His brother, who was passing by, said to him:
"You know: I could tell you something."
That's all his brother said.
Yet that was enough hint to help Claude solve the puzzle.
The great thing about this hint... is that you can always give it to yourself !!!
I advise you, when you're stuck on a hard problem,
to imagine a little birdie or an older version of yourself whispering
"... I could tell you something..."

Cited from http://www-2.cs.cmu.edu/~mblum/research/pdf/grad.html

Stand in the Truth of Mountain And see the Chaos Under

After A month's Studying and learning and Researching, I finally see through what's the structure behind the lambda D system. That's fantastic! Amazingly, the structure is so simple that I feel lambda D actually only have a little tiny improvement compare to simple typed lambda system. Anyway, Nail it!

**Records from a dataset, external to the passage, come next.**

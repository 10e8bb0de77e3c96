//! Application configuration

use anyhow::{Context, Result};
use dwmstat_core::constants::{
    DEFAULT_BATCH_SIZE, DEFAULT_MIN_TIME, DEFAULT_PADDING, DEFAULT_SEPARATOR, DEFAULT_SOCKET_PATH,
};
use dwmstat_types::{
    BatteryModuleConfig, DateModuleConfig, ExternalModuleConfig, ModuleConfig, SinkConfig,
};
use serde::{Deserialize, Serialize};
use std::path::{Path, PathBuf};
use std::time::Duration;

use crate::core::{BarFormat, SchedulerConfig};

/// Current version of the config format
pub const CONFIG_VERSION: u32 = 1;

/// Application-wide configuration
#[derive(Debug, Clone, PartialEq, Eq, Serialize, Deserialize)]
pub struct AppConfig {
    /// Version of the config format
    #[serde(default = "default_version")]
    pub version: u32,
    /// Placed between two module outputs
    #[serde(default = "default_separator")]
    pub separator: String,
    /// Placed before the first and after the last output
    #[serde(default = "default_padding")]
    pub padding: String,
    /// Module updates collected before the bar is redrawn
    #[serde(default = "default_batch_size")]
    pub batch_size: usize,
    /// Longest wait for a batch to fill, in milliseconds
    #[serde(default = "default_min_time_ms")]
    pub min_time_ms: u64,
    /// Unix socket on which signals are accepted
    #[serde(default = "default_socket_path")]
    pub socket_path: PathBuf,
    #[serde(default)]
    pub sink: SinkConfig,
    /// Modules in display order
    #[serde(default = "default_modules")]
    pub modules: Vec<ModuleConfig>,
}

fn default_version() -> u32 {
    CONFIG_VERSION
}

fn default_separator() -> String {
    DEFAULT_SEPARATOR.to_string()
}

fn default_padding() -> String {
    DEFAULT_PADDING.to_string()
}

fn default_batch_size() -> usize {
    DEFAULT_BATCH_SIZE
}

fn default_min_time_ms() -> u64 {
    DEFAULT_MIN_TIME.as_millis() as u64
}

fn default_socket_path() -> PathBuf {
    PathBuf::from(DEFAULT_SOCKET_PATH)
}

/// Date, battery and a signal-driven volume script
fn default_modules() -> Vec<ModuleConfig> {
    vec![
        ModuleConfig::Date(DateModuleConfig::default()),
        ModuleConfig::Battery(BatteryModuleConfig::for_device("BAT1")),
        ModuleConfig::External(ExternalModuleConfig::master_volume()),
    ]
}

impl AppConfig {
    /// Load configuration from disk, falling back to the defaults when no
    /// config file exists
    pub fn load() -> Result<Self> {
        let config_path = Self::config_path()?;

        if !config_path.exists() {
            log::info!("No config at {:?}, using defaults", config_path);
            return Ok(Self::default());
        }

        Self::load_from_path(&config_path)
    }

    /// Save configuration to disk
    pub fn save(&self) -> Result<PathBuf> {
        let config_path = Self::config_path()?;
        self.save_to_path(&config_path)?;
        Ok(config_path)
    }

    /// Get the configuration file path
    pub fn config_path() -> Result<PathBuf> {
        let dirs = directories::ProjectDirs::from("org", "dwmstat", "dwmstat")
            .ok_or_else(|| anyhow::anyhow!("Could not determine config directory"))?;

        Ok(dirs.config_dir().join("config.json"))
    }

    /// Load configuration from a specific file path
    pub fn load_from_path(path: &Path) -> Result<Self> {
        let content = std::fs::read_to_string(path)
            .with_context(|| format!("Failed to read config {:?}", path))?;
        let config: Self = serde_json::from_str(&content)
            .with_context(|| format!("Failed to parse config {:?}", path))?;

        if config.version > CONFIG_VERSION {
            log::warn!(
                "Config {:?} has version {}, newer than supported version {}",
                path,
                config.version,
                CONFIG_VERSION
            );
        }
        Ok(config)
    }

    /// Save configuration to a specific file path
    pub fn save_to_path(&self, path: &Path) -> Result<()> {
        // Ensure parent directory exists
        if let Some(parent) = path.parent() {
            std::fs::create_dir_all(parent)
                .with_context(|| format!("Failed to create {:?}", parent))?;
        }

        let content = serde_json::to_string_pretty(self)?;
        std::fs::write(path, content).with_context(|| format!("Failed to write {:?}", path))?;
        Ok(())
    }

    pub fn min_time(&self) -> Duration {
        Duration::from_millis(self.min_time_ms)
    }

    /// Scheduler settings described by this config
    pub fn to_scheduler_config(&self) -> SchedulerConfig {
        SchedulerConfig {
            format: BarFormat::new(self.separator.clone(), self.padding.clone()),
            batch_size: self.batch_size,
            min_time: self.min_time(),
            ..SchedulerConfig::default()
        }
    }
}

impl Default for AppConfig {
    fn default() -> Self {
        Self {
            version: CONFIG_VERSION,
            separator: default_separator(),
            padding: default_padding(),
            batch_size: default_batch_size(),
            min_time_ms: default_min_time_ms(),
            socket_path: default_socket_path(),
            sink: SinkConfig::default(),
            modules: default_modules(),
        }
    }
}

Thoughts about Proof by Induction.

When we use the method of Proof by Induction,
First, we need to figure out we do induction on what.
Second, when we figure out the thing that we're going to do induction on, we also
need to show the well-foundness of that thing.
Finally, we can safely use the Induction Method.

Different Opinions

People use different point of view to see their research, some use practical point of view, some just don't. Can we say one is better than the other? I don't think they are comparable. But sadly sometimes there are people try to compare them and try to convince me one is better than the other, what should I say.